Seventeenth century opera houses produced more than just music, a reality brought forth in this study:

Pots, Privies and WCs: Crapping at the Opera in London before 1830‘, Michael Burden. Cambridge Opera Journal, vol. 23, nos. 1-2, July 2011), pp 27-50.

Author Michael Burden [pictured here] is Tutor in Music, Dean, Chattels and Pictures Fellow and Professor of Opera Studies at New College, University of Oxford. His study contains the following indication, perhaps for multiple reasons:  “This article was conceived while working at the Huntington Library, San Marino, California on an Andrew Mellon Fellowship.”

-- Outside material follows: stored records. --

//! Entry point for the `trellis` plugin runner binary.

mod cli;
mod telemetry;

use std::io::Write;
use std::process::ExitCode;

use clap::Parser;
use tracing::error;

fn main() -> ExitCode {
    let args = cli::Args::parse();
    if let Err(failure) = telemetry::initialise(&args.log_filter) {
        // Telemetry is not up yet, so report directly on stderr.
        drop(writeln!(std::io::stderr().lock(), "trellis: {failure}"));
        return ExitCode::FAILURE;
    }

    match cli::run(&args) {
        Ok(code) => code,
        Err(failure) => {
            error!(target: "trellis_cli", "{failure:#}");
            ExitCode::FAILURE
        }
    }
}
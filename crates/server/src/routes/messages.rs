use axum::{
    body::Bytes,
    extract::{Path, State},
    http::{header, HeaderMap, StatusCode},
    Json,
};
use serde_json::Value;

use service::messages::{parse_message_id, Message, NewMessage};

use super::AppState;
use crate::errors::ApiError;

/// GET /api/messages
pub async fn list_messages(State(state): State<AppState>) -> Result<Json<Vec<Message>>, ApiError> {
    let messages = state.messages.list().await.map_err(ApiError::ListFailed)?;
    Ok(Json(messages))
}

/// POST /api/messages
///
/// The body is not validated: missing fields, odd types and non-JSON content
/// types all produce a message. A JSON body is rejected only when it fails to
/// parse or its top level is not an object or array.
pub async fn create_message(
    State(state): State<AppState>,
    headers: HeaderMap,
    body: Bytes,
) -> Result<(StatusCode, Json<Message>), ApiError> {
    let input = parse_new_message(&headers, &body)?;
    let created = state.messages.create(input).await.map_err(ApiError::CreateFailed)?;
    Ok((StatusCode::CREATED, Json(created)))
}

/// DELETE /api/messages/:id
pub async fn delete_message(
    State(state): State<AppState>,
    Path(raw_id): Path<String>,
) -> Result<StatusCode, ApiError> {
    let id = parse_message_id(&raw_id);
    state.messages.delete(id).await.map_err(ApiError::delete)?;
    Ok(StatusCode::NO_CONTENT)
}

fn is_json(headers: &HeaderMap) -> bool {
    headers
        .get(header::CONTENT_TYPE)
        .and_then(|v| v.to_str().ok())
        .and_then(|v| v.split(';').next())
        .map(|mime| {
            let mime = mime.trim().to_ascii_lowercase();
            mime == "application/json" || mime.ends_with("+json")
        })
        .unwrap_or(false)
}

fn parse_new_message(headers: &HeaderMap, body: &[u8]) -> Result<NewMessage, ApiError> {
    if !is_json(headers) || body.iter().all(u8::is_ascii_whitespace) {
        return Ok(NewMessage::default());
    }
    let payload: Value =
        serde_json::from_slice(body).map_err(|e| ApiError::InvalidBody(e.to_string()))?;
    if !(payload.is_object() || payload.is_array()) {
        return Err(ApiError::InvalidBody("top-level JSON must be an object or array".into()));
    }
    Ok(NewMessage::from_payload(payload))
}
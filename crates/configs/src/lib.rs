use std::path::PathBuf;
use std::str::FromStr;

use anyhow::anyhow;
use anyhow::Result;
use serde::Deserialize;

#[derive(Debug, Clone, Deserialize, Default)]
pub struct AppConfig {
    #[serde(default)]
    pub server: ServerConfig,
    #[serde(default)]
    pub storage: StorageConfig,
}

#[derive(Debug, Clone, Deserialize)]
pub struct ServerConfig {
    #[serde(default = "default_host")]
    pub host: String,
    #[serde(default = "default_port")]
    pub port: u16,
    #[serde(default)]
    pub worker_threads: Option<usize>,
}

impl Default for ServerConfig {
    fn default() -> Self {
        Self { host: default_host(), port: default_port(), worker_threads: Some(4) }
    }
}

/// How new message ids are chosen.
#[derive(Debug, Clone, Copy, Deserialize, PartialEq, Eq, Default)]
#[serde(rename_all = "lowercase")]
pub enum IdStrategy {
    /// `count + 1` at insertion time. Can hand out an id that is still in use
    /// after a delete.
    Length,
    /// Persisted `next_id` counter; ids are never reused.
    #[default]
    Counter,
}

impl FromStr for IdStrategy {
    type Err = anyhow::Error;

    fn from_str(s: &str) -> Result<Self> {
        match s.trim().to_ascii_lowercase().as_str() {
            "length" => Ok(Self::Length),
            "counter" => Ok(Self::Counter),
            other => Err(anyhow!("unknown id strategy `{other}` (expected length|counter)")),
        }
    }
}

/// What startup does when the data file exists but cannot be parsed.
#[derive(Debug, Clone, Copy, Deserialize, PartialEq, Eq, Default)]
#[serde(rename_all = "lowercase")]
pub enum CorruptPolicy {
    /// Refuse to start and leave the file alone.
    #[default]
    Fail,
    /// Move the bad file aside and start with an empty collection.
    Reset,
}

impl FromStr for CorruptPolicy {
    type Err = anyhow::Error;

    fn from_str(s: &str) -> Result<Self> {
        match s.trim().to_ascii_lowercase().as_str() {
            "fail" => Ok(Self::Fail),
            "reset" => Ok(Self::Reset),
            other => Err(anyhow!("unknown corrupt policy `{other}` (expected fail|reset)")),
        }
    }
}

#[derive(Debug, Clone, Deserialize)]
pub struct StorageConfig {
    #[serde(default = "default_data_file")]
    pub data_file: PathBuf,
    #[serde(default)]
    pub id_strategy: IdStrategy,
    #[serde(default)]
    pub on_corrupt: CorruptPolicy,
}

impl Default for StorageConfig {
    fn default() -> Self {
        Self {
            data_file: default_data_file(),
            id_strategy: IdStrategy::default(),
            on_corrupt: CorruptPolicy::default(),
        }
    }
}

fn default_host() -> String { "0.0.0.0".into() }
fn default_port() -> u16 { 3000 }
fn default_data_file() -> PathBuf { PathBuf::from("data/messages.json") }

/// Load `CONFIG_PATH` (default `config.toml`); a missing file means defaults.
pub fn load_default() -> Result<AppConfig> {
    let path = std::env::var("CONFIG_PATH").unwrap_or_else(|_| "config.toml".to_string());
    load_optional(&path)
}

pub fn load_optional(path: &str) -> Result<AppConfig> {
    if std::path::Path::new(path).exists() {
        load_from_file(path)
    } else {
        Ok(AppConfig::default())
    }
}

pub fn load_from_file(path: &str) -> Result<AppConfig> {
    let content = std::fs::read_to_string(path)?;
    let cfg: AppConfig = toml::from_str(&content)?;
    Ok(cfg)
}

impl AppConfig {
    /// Config file if present (defaults otherwise), then env overrides, then validation.
    pub fn load_and_validate() -> Result<Self> {
        let mut cfg = load_default()?;
        cfg.apply_env_overrides(|key| std::env::var(key).ok())?;
        cfg.normalize_and_validate()?;
        Ok(cfg)
    }

    /// Apply `PORT`, `SERVER_HOST`, `DATA_FILE`, `ID_STRATEGY`, `ON_CORRUPT`
    /// and `TOKIO_WORKER_THREADS` on top of the file values.
    pub fn apply_env_overrides<F>(&mut self, lookup: F) -> Result<()>
    where
        F: Fn(&str) -> Option<String>,
    {
        if let Some(port) = lookup("PORT") {
            self.server.port = port
                .trim()
                .parse::<u16>()
                .map_err(|e| anyhow!("PORT `{port}` is not a valid port: {e}"))?;
        }
        if let Some(host) = lookup("SERVER_HOST") {
            self.server.host = host;
        }
        if let Some(file) = lookup("DATA_FILE") {
            self.storage.data_file = PathBuf::from(file);
        }
        if let Some(s) = lookup("ID_STRATEGY") {
            self.storage.id_strategy = s.parse()?;
        }
        if let Some(s) = lookup("ON_CORRUPT") {
            self.storage.on_corrupt = s.parse()?;
        }
        if let Some(w) = lookup("TOKIO_WORKER_THREADS").and_then(|v| v.parse::<usize>().ok()) {
            self.server.worker_threads = Some(w);
        }
        Ok(())
    }

    pub fn normalize_and_validate(&mut self) -> Result<()> {
        self.server.normalize()?;
        self.storage.validate()?;
        Ok(())
    }
}

impl ServerConfig {
    fn normalize(&mut self) -> Result<()> {
        if self.host.trim().is_empty() {
            self.host = default_host();
        }
        if self.port == 0 {
            return Err(anyhow!("server.port must be in 1..=65535"));
        }
        match self.worker_threads {
            Some(w) if w > 0 => {}
            _ => self.worker_threads = Some(4),
        }
        Ok(())
    }

    pub fn bind_addr(&self) -> String {
        format!("{}:{}", self.host, self.port)
    }
}

impl StorageConfig {
    pub fn validate(&self) -> Result<()> {
        if self.data_file.as_os_str().is_empty() {
            return Err(anyhow!("storage.data_file must not be empty"));
        }
        Ok(())
    }
}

Here’s the abstract of this lavishly detailed study:

What was the interplay between plumbing and the routines of audience behaviour at London’s eighteenth-century opera house? A simple question, perhaps, but it proves to be a subject with scarce evidence, and even scarcer commentary. This article sets out to document as far as possible the developments in plumbing in the London theatres, moving from the chamber pot to the privy to the installation of the first water-closets, addressing questions of the audience’s general behaviour, the beginnings in London of a ‘listening’ audience, and the performance of music between the acts. It concludes that the bills were performed without intervals, and that in an evening that frequently ran to four hours in length, audience members moved around the auditorium, and came and went much as they pleased (to the pot, privy or WC), demonstrating that singers would have had to contend throughout their performances with a large quantity of low-level noise.

(Thanks to investigator Susan DeFelice for bringing this to our attention.)